La calidad del líder se revela en los momentos tempestuosos, difíciles, retadores, críticos.
Una cosa es la marea alta y otra la marea baja. Fluir con la primera es una cosa pero nadar en la segunda una muy distinta.
En marea alta es más fácil dejarnos llevar por el éxito, asumir riesgos excesivos y ocultar malas decisiones, pero cuando baja la marea es cuando se revela la calidad del líder.
A veces pensamos que estamos en una mejor situación de la que realmente estamos y esto nos puede llevar a engaño, a ser autocomplacientes, a bajar la guardia.

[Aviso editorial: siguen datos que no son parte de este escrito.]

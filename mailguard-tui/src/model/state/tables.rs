//! 三个资源表

use mailguard_core::services::{FetchTicket, RefreshSignal, ResourceTable};
use mailguard_core::types::ResourceKind;

pub struct TablesState {
    valid_emails: ResourceTable,
    domains: ResourceTable,
    emails: ResourceTable,
    /// 搜索框处于编辑状态
    pub editing_search: bool,
}

impl TablesState {
    /// 创建表格并订阅 Dashboard 的刷新信号
    pub fn new(page_size: u32, signal: &RefreshSignal) -> Self {
        let mut tables = Self {
            valid_emails: ResourceTable::new(ResourceKind::ValidEmails, page_size),
            domains: ResourceTable::new(ResourceKind::BlacklistedDomains, page_size),
            emails: ResourceTable::new(ResourceKind::BlacklistedEmails, page_size),
            editing_search: false,
        };
        for kind in ResourceKind::ALL {
            tables.get_mut(kind).subscribe(signal);
        }
        tables
    }

    pub fn get(&self, kind: ResourceKind) -> &ResourceTable {
        match kind {
            ResourceKind::ValidEmails => &self.valid_emails,
            ResourceKind::BlacklistedDomains => &self.domains,
            ResourceKind::BlacklistedEmails => &self.emails,
        }
    }

    pub fn get_mut(&mut self, kind: ResourceKind) -> &mut ResourceTable {
        match kind {
            ResourceKind::ValidEmails => &mut self.valid_emails,
            ResourceKind::BlacklistedDomains => &mut self.domains,
            ResourceKind::BlacklistedEmails => &mut self.emails,
        }
    }

    /// 收集所有表的待刷新请求
    pub fn poll_refresh(&mut self) -> Vec<FetchTicket> {
        ResourceKind::ALL
            .into_iter()
            .filter_map(|kind| self.get_mut(kind).poll_refresh())
            .collect()
    }

    /// 清空所有表的待刷新请求，不发起拉取
    pub fn discard_refresh(&mut self) {
        for kind in ResourceKind::ALL {
            if self.get_mut(kind).discard_refresh() {
                log::debug!("dropped refresh for {kind:?}: no session");
            }
        }
    }
}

Como líderes es sano cuestionarnos a nosotros mismos, evaluarnos, validar con otros, trabajar en ser la mejor versión que podamos ser.
Preguntarnos, por mejores que sean los tiempos:
-qué deberíamos dejar de hacer.
-qué deberíamos empezar a hacer.
-qué deberíamos seguir haciendo.
La frase de Warren Buffett es una metáfora potente sobre el liderazgo, los negocios, las finanzas y la vida en general:
“Sólo cuando baje la marea,
sabremos quién estaba
nadando desnudo”
El liderazgo auténtico se mide en la adversidad.